Lamentablemente, el camino resulta difícil por el hecho de que hoy las religiones afrontan un amenazador renacimiento de la idolatría cuyos enormes peligros indicaba ya Aron: «Hasta donde podemos imaginar, por un lado o por otro, los cristianos y los judíos, y tal vez también personas no creyentes, no se ven amenazados de la misma manera por la nueva idolatría y por la profanación del mundo (...); mientras la guerra entre las religiones reveladas, y tal vez también entre los humanismos laicos, prevalezca sobre la lucha que han de librar conjuntamente contra el enemigo de siempre y de ahora, Jesús permanecerá en la cruz e Israel seguirá amenazado por las naciones».

Es una amenaza que hoy tiene muchos perfiles, entre ellos el de un reduccionismo cientista que arruina la riqueza de la razón humana. Este es un tema central en el pensamiento de Benedicto XVI, que vuelve a aparecer con fuerza en un pasaje particularmente profundo de su libro. Es cuando el autor se refiere a la creencia de que el código genético permite descifrar el secreto de la creación, el lenguaje de Dios, y comenta: «Por desgracia no es todo el lenguaje. La verdad funcional sobre el hombre se ha hecho visible.
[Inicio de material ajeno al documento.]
//! Error bars drawn around points of a source series.

use serde::{Deserialize, Serialize};
use smallvec::SmallVec;
use tracing::debug;

use crate::core::DoubleRange;
use crate::core::segment::{LineSegmentPx, Segment, SegmentData, SegmentGeometry};
use crate::core::segment_builder::SegmentContext;
use crate::core::types::Point;
use crate::error::{ChartError, ChartResult};

#[derive(Debug, Clone, Copy, PartialEq, Eq, Serialize, Deserialize, Default)]
pub enum ErrorBarType {
    #[default]
    Fixed,
    /// Error is a percentage of each value.
    Percentage,
    /// Population standard deviation, bars centred on the series mean.
    StandardDeviation,
    /// Standard deviation over `sqrt(n)`, bars centred on each point.
    StandardError,
    Custom,
}

#[derive(Debug, Clone, Copy, PartialEq, Eq, Serialize, Deserialize, Default)]
pub enum ErrorBarMode {
    #[default]
    Both,
    Horizontal,
    Vertical,
}

#[derive(Debug, Clone, Copy, PartialEq, Eq, Serialize, Deserialize, Default)]
pub enum ErrorBarDirection {
    #[default]
    Both,
    Plus,
    Minus,
}

/// Per-point error magnitudes used by [`ErrorBarType::Custom`].
#[derive(Debug, Clone, PartialEq, Serialize, Deserialize, Default)]
pub struct CustomErrors {
    #[serde(default)]
    pub horizontal_positive: Vec<f64>,
    #[serde(default)]
    pub horizontal_negative: Vec<f64>,
    #[serde(default)]
    pub vertical_positive: Vec<f64>,
    #[serde(default)]
    pub vertical_negative: Vec<f64>,
}

#[derive(Debug, Clone, PartialEq, Serialize, Deserialize)]
pub struct ErrorBarSettings {
    #[serde(default)]
    pub error_type: ErrorBarType,
    #[serde(default)]
    pub mode: ErrorBarMode,
    #[serde(default)]
    pub horizontal_direction: ErrorBarDirection,
    #[serde(default)]
    pub vertical_direction: ErrorBarDirection,
    /// Amount, percentage or deviation multiplier depending on `error_type`.
    #[serde(default = "default_error")]
    pub horizontal_error: f64,
    #[serde(default = "default_error")]
    pub vertical_error: f64,
    #[serde(default = "default_cap_length")]
    pub horizontal_cap_length: f64,
    #[serde(default = "default_cap_length")]
    pub vertical_cap_length: f64,
    #[serde(default)]
    pub custom: CustomErrors,
}

fn default_error() -> f64 {
    1.0
}

fn default_cap_length() -> f64 {
    10.0
}

impl Default for ErrorBarSettings {
    fn default() -> Self {
        Self {
            error_type: ErrorBarType::Fixed,
            mode: ErrorBarMode::Both,
            horizontal_direction: ErrorBarDirection::Both,
            vertical_direction: ErrorBarDirection::Both,
            horizontal_error: default_error(),
            vertical_error: default_error(),
            horizontal_cap_length: default_cap_length(),
            vertical_cap_length: default_cap_length(),
            custom: CustomErrors::default(),
        }
    }
}

impl ErrorBarSettings {
    #[must_use]
    pub fn with_type(mut self, error_type: ErrorBarType) -> Self {
        self.error_type = error_type;
        self
    }

    #[must_use]
    pub fn with_mode(mut self, mode: ErrorBarMode) -> Self {
        self.mode = mode;
        self
    }

    #[must_use]
    pub fn with_errors(mut self, horizontal: f64, vertical: f64) -> Self {
        self.horizontal_error = horizontal;
        self.vertical_error = vertical;
        self
    }

    pub fn validate(&self) -> ChartResult<()> {
        for (label, value) in [
            ("horizontal error", self.horizontal_error),
            ("vertical error", self.vertical_error),
            ("horizontal cap length", self.horizontal_cap_length),
            ("vertical cap length", self.vertical_cap_length),
        ] {
            if !value.is_finite() || value < 0.0 {
                return Err(ChartError::InvalidConfig(format!(
                    "error bar {label} must be finite and >= 0"
                )));
            }
        }
        Ok(())
    }

    fn shows_horizontal(&self) -> bool {
        matches!(self.mode, ErrorBarMode::Both | ErrorBarMode::Horizontal)
    }

    fn shows_vertical(&self) -> bool {
        matches!(self.mode, ErrorBarMode::Both | ErrorBarMode::Vertical)
    }
}

/// Absolute error bar extents of one point, in data units.
#[derive(Debug, Clone, Copy, PartialEq)]
pub struct ErrorValues {
    pub center_x: f64,
    pub center_y: f64,
    /// `(low, high)` x extent of the horizontal bar, NaN when hidden.
    pub horizontal: (f64, f64),
    /// `(low, high)` y extent of the vertical bar, NaN when hidden.
    pub vertical: (f64, f64),
}

/// Population mean and standard deviation of the finite values.
#[must_use]
pub fn mean_and_deviation(values: &[f64]) -> (f64, f64, usize) {
    let finite: Vec<f64> = values.iter().copied().filter(|value| value.is_finite()).collect();
    let count = finite.len();
    if count == 0 {
        return (f64::NAN, f64::NAN, 0);
    }
    let mean = finite.iter().sum::<f64>() / count as f64;
    let variance = finite
        .iter()
        .map(|value| (value - mean).powi(2))
        .sum::<f64>()
        / count as f64;
    (mean, variance.sqrt(), count)
}

fn directed(center: f64, minus: f64, plus: f64, direction: ErrorBarDirection) -> (f64, f64) {
    match direction {
        ErrorBarDirection::Both => (center - minus, center + plus),
        ErrorBarDirection::Plus => (center, center + plus),
        ErrorBarDirection::Minus => (center - minus, center),
    }
}

/// Error extents for every point.
///
/// Custom arrays shorter than the point count are truncated to the
/// shortest array in use; points past it get no bars.
#[must_use]
pub fn compute_errors(x_values: &[f64], y_values: &[f64], settings: &ErrorBarSettings) -> Vec<ErrorValues> {
    let count = x_values.len().min(y_values.len());
    let (mean_x, deviation_x, count_x) = mean_and_deviation(&x_values[..count]);
    let (mean_y, deviation_y, count_y) = mean_and_deviation(&y_values[..count]);

    let custom_len = if settings.error_type == ErrorBarType::Custom {
        let custom = &settings.custom;
        let mut lengths = Vec::new();
        if settings.shows_horizontal() {
            lengths.push(custom.horizontal_positive.len());
            lengths.push(custom.horizontal_negative.len());
        }
        if settings.shows_vertical() {
            lengths.push(custom.vertical_positive.len());
            lengths.push(custom.vertical_negative.len());
        }
        let usable = lengths.into_iter().min().unwrap_or(0).min(count);
        if usable < count {
            debug!(
                points = count,
                usable, "custom error arrays shorter than point count, truncating"
            );
        }
        usable
    } else {
        count
    };

    (0..count)
        .map(|index| {
            let x = x_values[index];
            let y = y_values[index];
            let hidden = (f64::NAN, f64::NAN);
            if !x.is_finite() || !y.is_finite() || index >= custom_len {
                return ErrorValues {
                    center_x: x,
                    center_y: y,
                    horizontal: hidden,
                    vertical: hidden,
                };
            }

            let (center_x, h_minus, h_plus, center_y, v_minus, v_plus) = match settings.error_type {
                ErrorBarType::Fixed => (
                    x,
                    settings.horizontal_error,
                    settings.horizontal_error,
                    y,
                    settings.vertical_error,
                    settings.vertical_error,
                ),
                ErrorBarType::Percentage => {
                    let h = x.abs() * settings.horizontal_error / 100.0;
                    let v = y.abs() * settings.vertical_error / 100.0;
                    (x, h, h, y, v, v)
                }
                ErrorBarType::StandardDeviation => {
                    let h = deviation_x * settings.horizontal_error;
                    let v = deviation_y * settings.vertical_error;
                    (mean_x, h, h, mean_y, v, v)
                }
                ErrorBarType::StandardError => {
                    let h = deviation_x / (count_x as f64).sqrt() * settings.horizontal_error;
                    let v = deviation_y / (count_y as f64).sqrt() * settings.vertical_error;
                    (x, h, h, y, v, v)
                }
                ErrorBarType::Custom => {
                    let custom = &settings.custom;
                    let read = |values: &[f64]| values.get(index).copied().unwrap_or(0.0);
                    (
                        x,
                        read(&custom.horizontal_negative),
                        read(&custom.horizontal_positive),
                        y,
                        read(&custom.vertical_negative),
                        read(&custom.vertical_positive),
                    )
                }
            };

            ErrorValues {
                center_x: x,
                center_y: y,
                horizontal: if settings.shows_horizontal() {
                    directed(center_x, h_minus, h_plus, settings.horizontal_direction)
                } else {
                    hidden
                },
                vertical: if settings.shows_vertical() {
                    directed(center_y, v_minus, v_plus, settings.vertical_direction)
                } else {
                    hidden
                },
            }
        })
        .collect()
}

/// X and y ranges covered by all bars.
#[must_use]
pub fn value_extents(
    x_values: &[f64],
    y_values: &[f64],
    settings: &ErrorBarSettings,
) -> (DoubleRange, DoubleRange) {
    compute_errors(x_values, y_values, settings).iter().fold(
        (DoubleRange::EMPTY, DoubleRange::EMPTY),
        |(x_range, y_range), errors| {
            (
                x_range
                    .union_value(errors.center_x)
                    .union_value(errors.horizontal.0)
                    .union_value(errors.horizontal.1),
                y_range
                    .union_value(errors.center_y)
                    .union_value(errors.vertical.0)
                    .union_value(errors.vertical.1),
            )
        },
    )
}

#[must_use]
pub fn create_segments(x_values: &[f64], y_values: &[f64], settings: &ErrorBarSettings) -> Vec<Segment> {
    compute_errors(x_values, y_values, settings)
        .into_iter()
        .enumerate()
        .map(|(index, errors)| {
            let empty = !errors.center_x.is_finite() || !errors.center_y.is_finite();
            Segment::new(
                index,
                SegmentData::ErrorBar {
                    x: errors.center_x,
                    y: errors.center_y,
                    horizontal: errors.horizontal,
                    vertical: errors.vertical,
                },
                empty,
            )
        })
        .collect()
}

pub fn layout(segments: &mut [Segment], ctx: &SegmentContext<'_>, settings: &ErrorBarSettings) {
    for segment in segments {
        let SegmentData::ErrorBar {
            x,
            y,
            horizontal,
            vertical,
        } = segment.data
        else {
            continue;
        };
        let Some(transform) = ctx.transform.filter(|_| !segment.empty) else {
            segment.geometry = SegmentGeometry::Empty;
            continue;
        };

        let project = |start: Point, end: Point| -> Option<LineSegmentPx> {
            (start.is_finite() && end.is_finite()).then_some((start, end))
        };
        let horizontal_line = project(
            transform.transform(horizontal.0, y),
            transform.transform(horizontal.1, y),
        );
        let vertical_line = project(
            transform.transform(x, vertical.0),
            transform.transform(x, vertical.1),
        );

        let mut caps: SmallVec<[LineSegmentPx; 4]> = SmallVec::new();
        if let Some(line) = horizontal_line {
            caps.extend(end_caps(line, settings.horizontal_cap_length));
        }
        if let Some(line) = vertical_line {
            caps.extend(end_caps(line, settings.vertical_cap_length));
        }

        segment.geometry = if horizontal_line.is_none() && vertical_line.is_none() {
            SegmentGeometry::Empty
        } else {
            SegmentGeometry::ErrorBar {
                horizontal: horizontal_line,
                vertical: vertical_line,
                caps,
            }
        };
    }
}

/// Perpendicular caps of `cap_length` pixels at both ends of `line`.
fn end_caps(line: LineSegmentPx, cap_length: f64) -> SmallVec<[LineSegmentPx; 2]> {
    let (start, end) = line;
    let length = start.distance_to(end);
    if length == 0.0 || cap_length <= 0.0 {
        return SmallVec::new();
    }
    let half = cap_length / 2.0;
    let normal_x = -(end.y - start.y) / length * half;
    let normal_y = (end.x - start.x) / length * half;
    [start, end]
        .into_iter()
        .map(|point| {
            (
                point.offset(-normal_x, -normal_y),
                point.offset(normal_x, normal_y),
            )
        })
        .collect()
}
Pero la verdad sobre él mismo —sobre quién es, de dónde viene, para qué finalidad existe, qué es el bien o el mal— esa, lamentablemente, no se puede leer de ese modo. El creciente conocimiento de la verdad funcional parece, más bien, ir acompañado de una creciente ceguera de “la verdad” misma por la pregunta sobre lo que es nuestra verdadera realidad y lo que es nuestra verdadera finalidad».

He querido concluir con esta cita, porque también este es un tema que puede unir a judíos y cristianos. De hecho, como decía un gran pensador judío, Gershom Scholem, «un judaísmo vivo, cualquiera que sea su concepción de Dios, no puede no oponerse resueltamente al naturalismo».